O desmatamento no Cerrado aumentou 67,7% no ano passado, se comparado com 2022. A constatação é do Relatório Anual do Desmatamento no Brasil, divulgado ontem pelo MapBiomas. De acordo com o levantamento, a maior parte da área devastada ocorreu na região do Matopiba — composta pelos estados da Bahia, Piauí, Tocantins e Maranhão — e correspondeu a 47% da vegetação nativa perdida pelo país no período.
A devastação do Cerrado, em 2023, foi medida em 1.110.326 hectares, contra 662.186 hectares devastados em 2022. Isso levou o bioma a superar, pela primeira vez, a Amazônia no sistema do MapBiomas Alerta, que faz a coleta de dados desde 2019. O avanço da fronteira agrícola é a principal razão para o desmatamento.
"A região vem atraindo investimentos devido ao alto valor de mercado, como as commodities. Isso faz com que grandes áreas do Cerrado sejam convertidas para o uso agrícola", aponta a mestre em Direito Ambiental e Desenvolvimento Sustentável Talita Martins.
Ela alerta que a vulnerabilidade do Cerrado se potencializa porque o bioma "não recebe o mesmo nível de proteção e atenção que a Amazônia, por ser mais famosa e ter todos os olhares voltados a ela". Talita, porém, destaca que "o Cerrado tem uma riqueza biológica muito grande. Seus solos são mais adequados à agricultura, se comparados com os da Amazônia, que são ácidos e pobres em nutrientes. Essa característica o torna mais vulnerável ao desmatamento por falta de reconhecimento adequado do valor que tem".
Amazônia
Enquanto o Cerrado enfrenta uma escalada no desmatamento, a Amazônia registra queda de 62,2% na devastação — 454,27 mil hectares derrubados em 2023 — se comparado a 2022. Outros biomas que apresentaram redução foram o Pampa, com 50%, e a Mata Atlântica, com 60%. No sentido contrário, o Pantanal teve um aumento de 59% na destruição e a Caatinga, 43%.
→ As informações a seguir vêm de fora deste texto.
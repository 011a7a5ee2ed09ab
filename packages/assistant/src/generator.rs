//! The content-generation collaborator contract and two local generators.

use crate::message::ConversationMessage;
use async_trait::async_trait;
use serde::{Deserialize, Serialize};
use std::collections::VecDeque;
use std::sync::atomic::{AtomicUsize, Ordering};
use std::sync::Mutex;
use std::time::Duration;
use thiserror::Error;

/// Request issued for each user submission.
#[derive(Debug, Clone, PartialEq, Serialize, Deserialize)]
pub struct GenerationRequest {
    /// Conversation prior to this submission, in order.
    pub history: Vec<ConversationMessage>,
    pub prompt: String,
}

#[derive(Debug, Clone, PartialEq, Serialize, Deserialize)]
pub struct GenerationResponse {
    pub text: String,
}

/// Failures of the generation call.
///
/// When a failure fires is collaborator policy; the core only requires each
/// issued request to eventually resolve or fail. Timeouts are not a separate
/// session state — they arrive as a delayed rejection like any other error.
#[derive(Error, Debug, Clone, PartialEq)]
pub enum GenerationError {
    #[error("content generation failed: {0}")]
    Failed(String),

    #[error("content generation timed out after {seconds}s")]
    TimedOut { seconds: u64 },
}

/// External service that turns a prompt plus history into suggested text.
///
/// Latency and phrasing are unconstrained. Implementations must eventually
/// resolve or fail every request issued while the session was Idle.
#[async_trait]
pub trait ContentGenerator: Send + Sync {
    async fn generate(
        &self,
        request: GenerationRequest,
    ) -> Result<GenerationResponse, GenerationError>;
}

const CANNED_INTROS: [&str; 4] = [
    "Here's a professional summary that highlights your key strengths and experience:",
    "I'll help you improve that section. Here's a more impactful version:",
    "Based on your experience, here's how you can better showcase your achievements:",
    "Let me suggest some powerful action verbs and metrics to strengthen your descriptions:",
];

const CANNED_BULLETS: &str = "\u{2022} Led cross-functional teams of 5+ engineers to deliver high-impact projects\n\
\u{2022} Increased system performance by 40% through optimization initiatives\n\
\u{2022} Implemented automated testing frameworks, reducing deployment time by 60%";

/// Deterministic local generator: cycles through canned intro lines and
/// appends a fixed bullet block, optionally after a simulated latency.
///
/// Stands in for a real collaborator in the demo; replace it with a service
/// client at integration time.
pub struct CannedGenerator {
    latency: Duration,
    calls: AtomicUsize,
}

impl CannedGenerator {
    pub fn new() -> Self {
        Self::with_latency(Duration::ZERO)
    }

    pub fn with_latency(latency: Duration) -> Self {
        Self {
            latency,
            calls: AtomicUsize::new(0),
        }
    }
}

impl Default for CannedGenerator {
    fn default() -> Self {
        Self::new()
    }
}

#[async_trait]
impl ContentGenerator for CannedGenerator {
    async fn generate(
        &self,
        _request: GenerationRequest,
    ) -> Result<GenerationResponse, GenerationError> {
        if !self.latency.is_zero() {
            tokio::time::sleep(self.latency).await;
        }

        let call = self.calls.fetch_add(1, Ordering::Relaxed);
        let intro = CANNED_INTROS[call % CANNED_INTROS.len()];

        Ok(GenerationResponse {
            text: format!("{intro}\n\n{CANNED_BULLETS}"),
        })
    }
}

/// Generator that resolves or fails on command, in submission order.
///
/// Push planned outcomes before driving the session; each `generate` call
/// consumes the next one. Calling with an empty script fails the request,
/// so a test that forgets to plan an outcome fails loudly.
pub struct ScriptedGenerator {
    script: Mutex<VecDeque<Result<String, GenerationError>>>,
}

impl ScriptedGenerator {
    pub fn new() -> Self {
        Self {
            script: Mutex::new(VecDeque::new()),
        }
    }

    pub fn push_ok(&self, text: impl Into<String>) {
        self.script.lock().unwrap().push_back(Ok(text.into()));
    }

    pub fn push_err(&self, error: GenerationError) {
        self.script.lock().unwrap().push_back(Err(error));
    }
}

impl Default for ScriptedGenerator {
    fn default() -> Self {
        Self::new()
    }
}

#[async_trait]
impl ContentGenerator for ScriptedGenerator {
    async fn generate(
        &self,
        _request: GenerationRequest,
    ) -> Result<GenerationResponse, GenerationError> {
        let next = self.script.lock().unwrap().pop_front();
        match next {
            Some(Ok(text)) => Ok(GenerationResponse { text }),
            Some(Err(error)) => Err(error),
            None => Err(GenerationError::Failed(
                "no scripted outcome queued".to_string(),
            )),
        }
    }
}
//! # Résumé Document
//!
//! The ordered sequence of sections being edited.
//!
//! Invariants:
//! - all section ids are unique
//! - sequence order is total and defines both preview and export order
//! - every section's content satisfies its kind's schema (mutations are
//!   validated upstream, in the store)
//!
//! A `ResumeDocument` is a value. The store hands out clones as snapshots;
//! nothing outside the store can mutate live state.

use crate::errors::EditorError;
use serde::{Deserialize, Serialize};
use std::collections::HashSet;
use vitae_document::{Section, SectionId};

#[derive(Debug, Clone, PartialEq, Serialize, Deserialize)]
pub struct ResumeDocument {
    sections: Vec<Section>,

    /// Increments on each committed mutation.
    version: u64,
}

impl ResumeDocument {
    /// Build a document from sections, rejecting duplicate ids.
    pub fn from_sections(sections: Vec<Section>) -> Result<Self, EditorError> {
        let mut seen = HashSet::new();
        for section in &sections {
            if !seen.insert(section.id.clone()) {
                return Err(EditorError::DuplicateSection {
                    id: section.id.clone(),
                });
            }
        }

        Ok(Self {
            sections,
            version: 0,
        })
    }

    pub fn sections(&self) -> &[Section] {
        &self.sections
    }

    pub fn len(&self) -> usize {
        self.sections.len()
    }

    pub fn is_empty(&self) -> bool {
        self.sections.is_empty()
    }

    pub fn version(&self) -> u64 {
        self.version
    }

    pub fn section(&self, id: &SectionId) -> Option<&Section> {
        self.sections.iter().find(|s| &s.id == id)
    }

    pub fn index_of(&self, id: &SectionId) -> Option<usize> {
        self.sections.iter().position(|s| &s.id == id)
    }

    pub fn ids(&self) -> impl Iterator<Item = &SectionId> {
        self.sections.iter().map(|s| &s.id)
    }

    // Commit helpers, crate-private: the store is the only writer.

    pub(crate) fn push_section(&mut self, section: Section) {
        self.sections.push(section);
        self.version += 1;
    }

    pub(crate) fn replace_content(
        &mut self,
        index: usize,
        content: vitae_document::SectionContent,
    ) {
        self.sections[index].content = content;
        self.version += 1;
    }

    pub(crate) fn replace_order(&mut self, sections: Vec<Section>) {
        self.sections = sections;
        self.version += 1;
    }

    pub(crate) fn remove_at(&mut self, index: usize) -> Section {
        let removed = self.sections.remove(index);
        self.version += 1;
        removed
    }
}

#[cfg(test)]
mod tests {
    use super::*;
    use vitae_document::{seed_sections, SectionKind};

    #[test]
    fn test_from_sections_starts_at_version_zero() {
        let doc = ResumeDocument::from_sections(seed_sections()).unwrap();
        assert_eq!(doc.version(), 0);
        assert_eq!(doc.len(), 6);
    }

    #[test]
    fn test_duplicate_ids_rejected() {
        let mut sections = seed_sections();
        sections[1].id = sections[0].id.clone();

        let err = ResumeDocument::from_sections(sections).unwrap_err();
        assert!(matches!(err, EditorError::DuplicateSection { .. }));
    }

    #[test]
    fn test_lookup_by_id() {
        let doc = ResumeDocument::from_sections(seed_sections()).unwrap();
        let id = doc.sections()[3].id.clone();

        assert_eq!(doc.index_of(&id), Some(3));
        assert_eq!(doc.section(&id).unwrap().kind, SectionKind::Skills);
    }
}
O relatório do MapBiomas aponta que, dos 50 municípios que mais desmataram em 2023, 33 estão no Cerrado. No Maranhão as derrubadas avançaram velozmente e foram 331.225 hectares de vegetação nativa destruída. Tal crescimento coloca o estado à frente de outros líderes históricos da devastação, como Pará e Mato Grosso — que registraram quedas de 60,3% e 32,1%, respectivamente.
Por sua vez, o Tocantins botou abaixo 230.253 hectares de Cerrado, tornando-se o terceiro maior desmatador em 2023, atrás da Bahia (290.606 hectares) e do Maranhão. Contrariando a tendência dos estados que compõem o Matopiba, o Piauí registrou diminuição na área desmatada em 2023.
Indígenas
Ente os maiores prejudicados pelas derrubadas no Cerrado estão as terras indígenas. A TI Porquinhos dos Canela-Apãnjekra, no Maranhão, foi a mais afetada — com 2.750 hectares devastados em 2023. No total, 7.048 hectares de vegetação em terras indígenas no bioma foram postos abaixo no ano passado, o que representa o aumento de 188% em relação a 2022.
Outro aspecto destacado pelo relatório do MapBiomas é a mudança no tipo de vegetação desmatada. Em 2023, pela primeira vez, houve um predomínio em formações savânicas, com 54,8%, superando as formações florestais, com 38,5%, que haviam dominado nos quatro primeiros anos do levantamento.
Nos últimos cinco anos, o Brasil perdeu 8.558.237 hectares de vegetação nativa, equivalente a duas vezes o estado do Rio de Janeiro. Apesar da queda de 11,6% no desmatamento em 2023 — 1.829.597 hectares perdidos em comparação com 2.069.695 hectares em 2022 —, houve um aumento de 8,7% no número de alertas de devastação de biomas se comparado com o ano anterior.